The work that the firebug group does in creating — by far — the best debug tool for web development is exemplary and we all appreciate it.

But I could have written this post myself on behalf on my dev group and, I suspect, so could many developers.

We use Firebug 2.07.

There are real reasons we have avoided using the built-in FF tools and nearly all the tools in other browsers. Without going into unnecessary detail, suffice it say that the reasons are self-evident when viewed side by side.

So, it is with increasing alarm that we are monitoring the convergence of FF dev tools and Firebug. The reasons for unifying a best-of-class utility and perhaps the worst are not clear to us, but it seems inevitable.

With respect to the current post, we use firebug *exactly* this way (as do many folks) in an ajax based environment.

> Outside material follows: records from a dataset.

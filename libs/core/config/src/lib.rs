pub mod server;
pub mod tracing;

use std::env;
use std::str::FromStr;
use thiserror::Error;

/// Configuration error type
#[derive(Error, Debug)]
pub enum ConfigError {
    #[error("Environment variable '{0}' is required but not set")]
    MissingEnvVar(String),

    #[error("Failed to parse environment variable '{key}': {details}")]
    ParseError { key: String, details: String },
}

/// Values accepted as "on" for boolean switches
pub const TRUE_VALUES: [&str; 5] = ["1", "T", "t", "true", "yes"];

/// Values accepted as "off" for boolean switches
pub const FALSE_VALUES: [&str; 5] = ["0", "F", "f", "false", "no"];

/// Trait for configuration that can be loaded from environment variables
pub trait FromEnv: Sized {
    fn from_env() -> Result<Self, ConfigError>;
}

/// Helper to load and parse environment variable with a default value
pub fn env_or_default(key: &str, default: &str) -> String {
    env::var(key).unwrap_or_else(|_| default.to_string())
}

/// Helper to load and parse environment variable or return error
pub fn env_required(key: &str) -> Result<String, ConfigError> {
    env::var(key).map_err(|_| ConfigError::MissingEnvVar(key.to_string()))
}

/// Parse an environment variable into `T`, falling back to `default` when unset
pub fn env_parse<T>(key: &str, default: T) -> Result<T, ConfigError>
where
    T: FromStr,
    T::Err: std::fmt::Display,
{
    match env::var(key) {
        Ok(raw) => raw.trim().parse().map_err(|e: T::Err| ConfigError::ParseError {
            key: key.to_string(),
            details: e.to_string(),
        }),
        Err(_) => Ok(default),
    }
}

/// Read a boolean switch.
///
/// With `default == false` the switch is on only for one of [`TRUE_VALUES`];
/// with `default == true` it is off only for one of [`FALSE_VALUES`].
/// Anything else (including unset) yields the default.
pub fn env_flag(key: &str, default: bool) -> bool {
    match env::var(key) {
        Ok(raw) => parse_flag(&raw, default),
        Err(_) => default,
    }
}

/// Interpret a raw switch value, see [`env_flag`]
pub fn parse_flag(raw: &str, default: bool) -> bool {
    if default {
        !FALSE_VALUES.contains(&raw)
    } else {
        TRUE_VALUES.contains(&raw)
    }
}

We develop single page ajax web apps and the console-based ajax-http read-out is **critical** to us, not only for the headers (and other POST or GET parameters) but for the JSON returns as well.

Note that we also use kendo widgets (as well as others) that employ a Data Source object that permits ajax fetching of parameters through its transport property. These widgets range from charts to dropdown to grids. It is critical to our dev work that we be able to see this interaction in context.

Note finally that we also use many Deferred objects to sequence certain UI functions, especially page init functions. Many times a jQuery "parent” ajax call wraps these Deferreds which may embed a series of kendo-based ajax transport-based data fetches;  the result is a series of server interactions that must be executed in sequence. All of this is required due to  the anomalous nature of javascript threading. In debugging, we often drop console messages within these contexts to make sure the sequences execute correctly. The presence of the ajax-http console is indispensable here.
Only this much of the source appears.